A Bradford landlord has been given community service after repeatedly failing to produce a gas safety record for a property occupied by a mother and her two children.

Khalid Khan ignored warnings from the Health & Safety Executive (HSE) and Bradford Council to provide proof that an annual safety check on the gas appliances had been carried out at the house in Heaton.


Khan, of Allerton Road, pleaded not guilty to gas safety breaches at Bradford Magistrates’ Court on 2 January, despite being contacted several times between November 2009 and April 2011 asking him to produce a landlord’s gas safety certificate.


He also left the tenant and her two children, both under age ten, without hot water and heating for several months.

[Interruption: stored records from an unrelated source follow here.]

//! Anonymous public-key encryption to a node key.
//!
//! The sender is not identified; only the holder of the recipient's secret
//! key can decrypt.
//!
//! ```text
//! anon_encrypt(recipient_pk, plaintext):
//!   eph_sk <- random, eph_pk = X25519(eph_sk, G)
//!   shared = X25519(eph_sk, recipient_pk)
//!   key    = BLAKE3::derive_key(KEY_CONTEXT, shared || eph_pk || recipient_pk)
//!   nonce  = BLAKE3::derive_key(NONCE_CONTEXT, shared || eph_pk)[..12]
//!   return eph_pk || ChaCha20-Poly1305(key, nonce, plaintext, aad = eph_pk)
//! ```

use chacha20poly1305::aead::{Aead, KeyInit, Payload};
use chacha20poly1305::{ChaCha20Poly1305, Key, Nonce};

use crate::x25519::{NodePublicKey, NodeSecretKey, SharedSecret, KEY_SIZE};
use crate::{CryptoError, Result};

const KEY_CONTEXT: &str = "CARMA v1 anon-encryption-key";
const NONCE_CONTEXT: &str = "CARMA v1 anon-encryption-nonce";

const NONCE_SIZE: usize = 12;
const TAG_SIZE: usize = 16;

/// Ciphertext length for a plaintext of `plaintext_len` bytes.
pub fn ciphertext_size(plaintext_len: usize) -> usize {
    KEY_SIZE + plaintext_len + TAG_SIZE
}

/// Encrypt `plaintext` so that only the owner of `recipient` can read it.
pub fn anon_encrypt(recipient: &NodePublicKey, plaintext: &[u8]) -> Result<Vec<u8>> {
    let ephemeral = NodeSecretKey::random();
    let eph_pk = ephemeral.public_key();
    let shared = ephemeral.diffie_hellman(recipient);
    let (key, nonce) = derive(&shared, eph_pk.as_bytes(), recipient.as_bytes());

    let sealed = ChaCha20Poly1305::new(Key::from_slice(&key))
        .encrypt(Nonce::from_slice(&nonce), Payload { msg: plaintext, aad: eph_pk.as_bytes() })
        .map_err(|_| CryptoError::Anon("sealing failed".into()))?;
    let mut out = Vec::with_capacity(KEY_SIZE + sealed.len());
    out.extend_from_slice(eph_pk.as_bytes());
    out.extend_from_slice(&sealed);
    Ok(out)
}

/// Decrypt a ciphertext produced by [`anon_encrypt`].
pub fn anon_decrypt(recipient: &NodeSecretKey, ciphertext: &[u8]) -> Result<Vec<u8>> {
    if ciphertext.len() < KEY_SIZE + TAG_SIZE {
        return Err(CryptoError::Anon("ciphertext too short".into()));
    }
    let (eph_bytes, sealed) = ciphertext.split_at(KEY_SIZE);
    let eph_pk = NodePublicKey::from_slice(eph_bytes)?;
    let shared = recipient.diffie_hellman(&eph_pk);
    let (key, nonce) = derive(&shared, eph_pk.as_bytes(), recipient.public_key().as_bytes());
    ChaCha20Poly1305::new(Key::from_slice(&key))
        .decrypt(Nonce::from_slice(&nonce), Payload { msg: sealed, aad: eph_pk.as_bytes() })
        .map_err(|_| CryptoError::AeadDecryption)
}

fn derive(shared: &SharedSecret, eph_pk: &[u8; KEY_SIZE], recipient_pk: &[u8; KEY_SIZE]) -> ([u8; 32], [u8; NONCE_SIZE]) {
    let mut key_material = Vec::with_capacity(3 * KEY_SIZE);
    key_material.extend_from_slice(shared.as_bytes());
    key_material.extend_from_slice(eph_pk);
    key_material.extend_from_slice(recipient_pk);
    let key = blake3::derive_key(KEY_CONTEXT, &key_material);

    let nonce_full = blake3::derive_key(NONCE_CONTEXT, &key_material[..2 * KEY_SIZE]);
    let mut nonce = [0u8; NONCE_SIZE];
    nonce.copy_from_slice(&nonce_full[..NONCE_SIZE]);
    (key, nonce)
}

Bradford Council alerted HSE and replaced the tenant’s faulty boiler.


Khan, was found guilty of breaching the Gas Safety (Installation & Use) Regulations 1998 and failing to comply with the HSE’s Improvement Notice.


Magistrates ordered him to undertake 200 hours of unpaid community service over 12 months and to pay £1,500 toward prosecution costs.

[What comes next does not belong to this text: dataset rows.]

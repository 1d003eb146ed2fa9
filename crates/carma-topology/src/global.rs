//! Network-wide parameters.
//!
//! Parsed once per epoch from `global.json`. The setters exist for config
//! generation; a running node never mutates its copy except to move to a
//! new epoch nonce.

use carma_crypto::vrf::VrfShell;
use carma_types::NodeCount;
use num_bigint::BigUint;
use serde_json::{json, Map, Value};
use tracing::debug;

use crate::json::{hex_value, int_value, Fields, Hex, Num};
use crate::rangegen::{Row, Shape};
use crate::{Result, TopologyError};

/// The minimum possible number of servers in a deployment.
pub const MIN_SERVERS: NodeCount = 3;

/// The minimum possible number of MC servers in an MC group.
pub const MIN_MC_SIZE: NodeCount = 2;

/// Global parameters shared by every node of a deployment.
#[derive(Clone, Debug, PartialEq)]
pub struct GlobalConfig {
    correctness_test_only: bool,
    corruption_rate: f64,
    epoch_nonce: Vec<u8>,
    is_rigid: bool,
    num_clients: u64,
    num_servers: NodeCount,
    prime: BigUint,
    privacy_failure_rate: f64,
    robustness_failure_rate: f64,
    shamir_threshold: NodeCount,
    vrf: VrfShell,
}

impl GlobalConfig {
    /// Parameters with every rate left at its default.
    pub fn new(num_servers: NodeCount, shamir_threshold: NodeCount, prime: BigUint, epoch_nonce: Vec<u8>) -> Result<Self> {
        let mut config = Self {
            correctness_test_only: false,
            corruption_rate: -1.0,
            epoch_nonce,
            is_rigid: false,
            num_clients: 0,
            num_servers: MIN_SERVERS,
            prime,
            privacy_failure_rate: -1.0,
            robustness_failure_rate: -1.0,
            shamir_threshold: 1,
            vrf: VrfShell::default(),
        };
        config.set_num_servers(num_servers)?;
        config.set_shamir_threshold(shamir_threshold)?;
        Ok(config)
    }

    pub fn from_json(value: Value) -> Result<Self> {
        let mut f = Fields::new(value)?;
        let correctness_test_only = f.or("correctness_test_only", false)?;
        let Num(corruption_rate) = f.or("corruption_rate", Num(-1.0))?;
        let Hex(epoch_nonce) = f.required("epoch_nonce")?;
        let is_rigid = f.or("is_rigid", false)?;
        let Num(num_clients) = f.or("num_clients", Num(0u64))?;
        let Num(num_servers) = f.required::<Num<NodeCount>>("num_servers")?;
        let Num(prime) = f.required::<Num<BigUint>>("prime")?;
        let Num(privacy_failure_rate) = f.or("privacy_failure_rate", Num(-1.0))?;
        let Num(robustness_failure_rate) = f.or("robustness_failure_rate", Num(-1.0))?;
        let Num(shamir_threshold) = f.required::<Num<NodeCount>>("shamir_threshold")?;
        let vrf = match f.take_raw("vrf") {
            Some(v) => parse_vrf(v).map_err(|e| e.within("vrf"))?,
            None => return Err(TopologyError::parse("vrf", "missing required key")),
        };
        f.finish()?;

        if num_servers < MIN_SERVERS {
            return Err(TopologyError::parse("num_servers", format!("invalid value: {num_servers}")));
        }
        if shamir_threshold < 1 {
            return Err(TopologyError::parse("shamir_threshold", "invalid value: 0"));
        }
        Ok(Self {
            correctness_test_only,
            corruption_rate,
            epoch_nonce,
            is_rigid,
            num_clients,
            num_servers,
            prime,
            privacy_failure_rate,
            robustness_failure_rate,
            shamir_threshold,
            vrf,
        })
    }

    pub fn to_json(&self) -> Value {
        json!({
            "correctness_test_only": self.correctness_test_only,
            "corruption_rate": self.corruption_rate,
            "epoch_nonce": hex_value(&self.epoch_nonce),
            "is_rigid": self.is_rigid,
            "num_clients": int_value(self.num_clients),
            "num_servers": int_value(self.num_servers),
            "prime": int_value(&self.prime),
            "privacy_failure_rate": self.privacy_failure_rate,
            "robustness_failure_rate": self.robustness_failure_rate,
            "shamir_threshold": int_value(self.shamir_threshold),
            "vrf": {"name": self.vrf.name(), "params": Value::Object(Map::new())},
        })
    }

    /// Check that the parameters fit together.
    pub fn validate(&self) -> Result<()> {
        if self.num_servers < self.shamir_threshold.saturating_add(2) {
            return Err(TopologyError::Config(
                "num_servers must be at least shamir_threshold + 2".into(),
            ));
        }
        if !self.correctness_test_only && !self.default_rate() && !self.exotic_rate() {
            return Err(TopologyError::Config(
                "default_rate or exotic_rate must be true when correctness_test_only = false".into(),
            ));
        }
        Ok(())
    }

    pub fn correctness_test_only(&self) -> bool {
        self.correctness_test_only
    }

    pub fn corruption_rate(&self) -> f64 {
        self.corruption_rate
    }

    pub fn privacy_failure_rate(&self) -> f64 {
        self.privacy_failure_rate
    }

    pub fn robustness_failure_rate(&self) -> f64 {
        self.robustness_failure_rate
    }

    /// No rate is overridden (a negative rate means "use the default").
    pub fn default_rate(&self) -> bool {
        !self.correctness_test_only
            && self.corruption_rate < 0.0
            && self.robustness_failure_rate < 0.0
            && self.privacy_failure_rate < 0.0
    }

    /// Every rate is overridden explicitly.
    pub fn exotic_rate(&self) -> bool {
        !self.correctness_test_only
            && self.corruption_rate >= 0.0
            && self.robustness_failure_rate >= 0.0
            && self.privacy_failure_rate >= 0.0
    }

    pub fn epoch_nonce(&self) -> &[u8] {
        &self.epoch_nonce
    }

    pub fn is_rigid(&self) -> bool {
        self.is_rigid
    }

    pub fn num_clients(&self) -> u64 {
        self.num_clients
    }

    pub fn num_servers(&self) -> NodeCount {
        self.num_servers
    }

    pub fn prime(&self) -> &BigUint {
        &self.prime
    }

    /// Number of bytes that always fit under the prime.
    pub fn prime_space(&self) -> u64 {
        self.prime.bits().saturating_sub(1) / 8
    }

    pub fn shamir_threshold(&self) -> NodeCount {
        self.shamir_threshold
    }

    pub fn vrf(&self) -> VrfShell {
        self.vrf
    }

    pub fn min_servers(&self) -> NodeCount {
        MIN_SERVERS
    }

    pub fn min_mc_size(&self) -> NodeCount {
        MIN_MC_SIZE
    }

    /// The topology-shape row for these parameters.
    pub fn rangegen_row(&self) -> Result<&'static Row> {
        if !self.correctness_test_only && !self.default_rate() {
            return Err(TopologyError::Config("Exotic rates are not supported yet".into()));
        }
        Shape::new(self.is_rigid, self.correctness_test_only)
            .row(self.num_servers)
            .ok_or_else(|| {
                TopologyError::Config(format!(
                    "Missing rangegen_row for is_rigid = {}, correctness_test_only = {}, and num_servers = {}",
                    self.is_rigid, self.correctness_test_only, self.num_servers
                ))
            })
    }

    /// Connection cap for non-rigid layouts.
    ///
    /// Rigid layouts have no such cap; calling this on one is a bug.
    pub fn max_connections(&self) -> Result<u64> {
        assert!(!self.is_rigid, "max_connections should never be used when is_rigid = true");
        Ok(3 * u64::from(self.rangegen_row()?.down_degree))
    }

    pub fn down_degree(&self) -> Result<u32> {
        Ok(self.rangegen_row()?.down_degree)
    }

    pub fn mc_size(&self) -> Result<NodeCount> {
        Ok(self.rangegen_row()?.mc_size)
    }

    pub fn min_good_mc_size(&self) -> Result<NodeCount> {
        Ok(self.rangegen_row()?.min_good_mc_size)
    }

    pub fn min_good_rs_layer_size(&self) -> Result<NodeCount> {
        Ok(self.rangegen_row()?.min_good_rs_layer_size)
    }

    pub fn num_buckets(&self) -> Result<NodeCount> {
        Ok(self.rangegen_row()?.num_buckets)
    }

    pub fn num_idle(&self) -> Result<NodeCount> {
        Ok(self.rangegen_row()?.num_idle)
    }

    pub fn num_mbs(&self) -> Result<NodeCount> {
        Ok(self.rangegen_row()?.num_mbs)
    }

    pub fn num_mcs(&self) -> Result<NodeCount> {
        Ok(self.rangegen_row()?.num_mcs)
    }

    pub fn mbs_per_client(&self) -> Result<NodeCount> {
        Ok(self.rangegen_row()?.mbs_per_client)
    }

    pub fn num_parallel_messages(&self) -> Result<u32> {
        Ok(self.rangegen_row()?.num_parallel_messages)
    }

    pub fn num_parallel_msgs_for_registration(&self) -> Result<u32> {
        self.num_parallel_messages()
    }

    pub fn num_parallel_msgs_for_routing(&self) -> Result<u32> {
        Ok(self.rangegen_row()?.num_parallel_msgs_for_routing)
    }

    pub fn num_per_rs_layer(&self) -> Result<NodeCount> {
        Ok(self.rangegen_row()?.num_per_rs_layer)
    }

    pub fn num_routing_layers(&self) -> Result<u32> {
        Ok(self.rangegen_row()?.num_routing_layers)
    }

    // Setters, for config generation.

    pub fn set_num_servers(&mut self, num_servers: NodeCount) -> Result<&mut Self> {
        if num_servers < MIN_SERVERS {
            return Err(TopologyError::Config(format!("Invalid num_servers: {num_servers}")));
        }
        self.num_servers = num_servers;
        Ok(self)
    }

    pub fn set_shamir_threshold(&mut self, shamir_threshold: NodeCount) -> Result<&mut Self> {
        if shamir_threshold < 1 {
            return Err(TopologyError::Config(format!("Invalid shamir_threshold: {shamir_threshold}")));
        }
        self.shamir_threshold = shamir_threshold;
        Ok(self)
    }

    pub fn set_epoch_nonce(&mut self, epoch_nonce: Vec<u8>) -> &mut Self {
        debug!(nonce = %hex::encode(&epoch_nonce), "epoch nonce updated");
        self.epoch_nonce = epoch_nonce;
        self
    }

    pub fn set_correctness_test_only(&mut self, value: bool) -> &mut Self {
        self.correctness_test_only = value;
        self
    }

    pub fn set_is_rigid(&mut self, value: bool) -> &mut Self {
        self.is_rigid = value;
        self
    }

    pub fn set_num_clients(&mut self, value: u64) -> &mut Self {
        self.num_clients = value;
        self
    }

    pub fn set_rates(&mut self, corruption: f64, robustness_failure: f64, privacy_failure: f64) -> &mut Self {
        self.corruption_rate = corruption;
        self.robustness_failure_rate = robustness_failure;
        self.privacy_failure_rate = privacy_failure;
        self
    }

    pub fn set_vrf(&mut self, vrf: VrfShell) -> &mut Self {
        self.vrf = vrf;
        self
    }
}

fn parse_vrf(value: Value) -> Result<VrfShell> {
    let mut f = Fields::new(value)?;
    let name: String = f.required("name")?;
    let vrf = VrfShell::from_name(&name).map_err(|e| TopologyError::parse("name", e))?;
    match f.take_raw("params") {
        None | Some(Value::Null) => {}
        Some(Value::Object(params)) if params.is_empty() => {}
        Some(_) => return Err(TopologyError::parse("params", format!("{name} takes no parameters"))),
    }
    f.finish()?;
    Ok(vrf)
}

HSE inspector Rachel Brittain said: "This type of offence is still regrettably far too prevalent among private landlords and, in this case, a woman and her two children were left without hot water and heating for long periods. Even today, the tenant’s gas fire is not working and she is using her own gas heater.

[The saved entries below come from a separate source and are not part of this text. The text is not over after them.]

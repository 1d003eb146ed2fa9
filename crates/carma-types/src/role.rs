//! Node roles.

use std::fmt;
use std::str::FromStr;

use serde::{Deserialize, Serialize};

use crate::TypesError;

/// The part a node plays in the overlay. Fixed once published.
#[derive(Clone, Copy, Debug, PartialEq, Eq, PartialOrd, Ord, Hash, Serialize, Deserialize)]
#[serde(rename_all = "snake_case")]
pub enum Role {
    /// End user; talks only to the mailbox servers of its bucket.
    Client,
    /// Server held in reserve with no layer position.
    IdleServer,
    /// Mailbox server.
    MbServer,
    /// Multicast-cluster member other than the leader.
    McFollower,
    /// Multicast-cluster leader (order 0 of its group).
    McLeader,
    /// Relay/shuffle server.
    RsServer,
}

impl Role {
    /// All roles, in declaration order.
    pub const ALL: [Role; 6] = [
        Role::Client,
        Role::IdleServer,
        Role::MbServer,
        Role::McFollower,
        Role::McLeader,
        Role::RsServer,
    ];

    /// Wire name of the role.
    pub fn as_str(self) -> &'static str {
        match self {
            Role::Client => "client",
            Role::IdleServer => "idle_server",
            Role::MbServer => "mb_server",
            Role::McFollower => "mc_follower",
            Role::McLeader => "mc_leader",
            Role::RsServer => "rs_server",
        }
    }

    /// Every role except `client`.
    pub fn is_server(self) -> bool {
        self != Role::Client
    }

    /// Multicast-cluster roles, which carry a group and an order.
    pub fn is_mc_server(self) -> bool {
        matches!(self, Role::McFollower | Role::McLeader)
    }

    /// Roles that are hashed into a bucket.
    pub fn has_bucket(self) -> bool {
        matches!(self, Role::Client | Role::MbServer)
    }
}

impl fmt::Display for Role {
    fn fmt(&self, f: &mut fmt::Formatter<'_>) -> fmt::Result {
        f.write_str(self.as_str())
    }
}

impl FromStr for Role {
    type Err = TypesError;

    fn from_str(s: &str) -> Result<Self, Self::Err> {
        Role::ALL
            .into_iter()
            .find(|role| role.as_str() == s)
            .ok_or_else(|| TypesError::UnknownRole(s.to_string()))
    }
}

#[cfg(test)]
mod tests {
    use super::*;

    #[test]
    fn test_wire_names_match_serde() {
        for role in Role::ALL {
            let json = serde_json::to_string(&role).expect("serialize");
            assert_eq!(json, format!("\"{}\"", role.as_str()));
            assert_eq!(role.as_str().parse::<Role>().expect("parse"), role);
        }
    }

    #[test]
    fn test_unknown_role() {
        assert!("mc_boss".parse::<Role>().is_err());
    }

    #[test]
    fn test_predicates() {
        assert!(!Role::Client.is_server());
        assert!(Role::IdleServer.is_server());
        assert!(Role::McLeader.is_mc_server());
        assert!(!Role::RsServer.is_mc_server());
        assert!(Role::MbServer.has_bucket());
        assert!(!Role::McFollower.has_bucket());
    }
}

"Landlords have responsibilities to ensure that the gas appliances in their rented properties are properly maintained and that they are checked by a Gas Safe registered engineer every 12 months.


"Landlords who refuse to take this duty of care seriously place their tenants potentially at risk of injury or even death. HSE will not hesitate to prosecute those who choose to ignore their responsibilities in this way."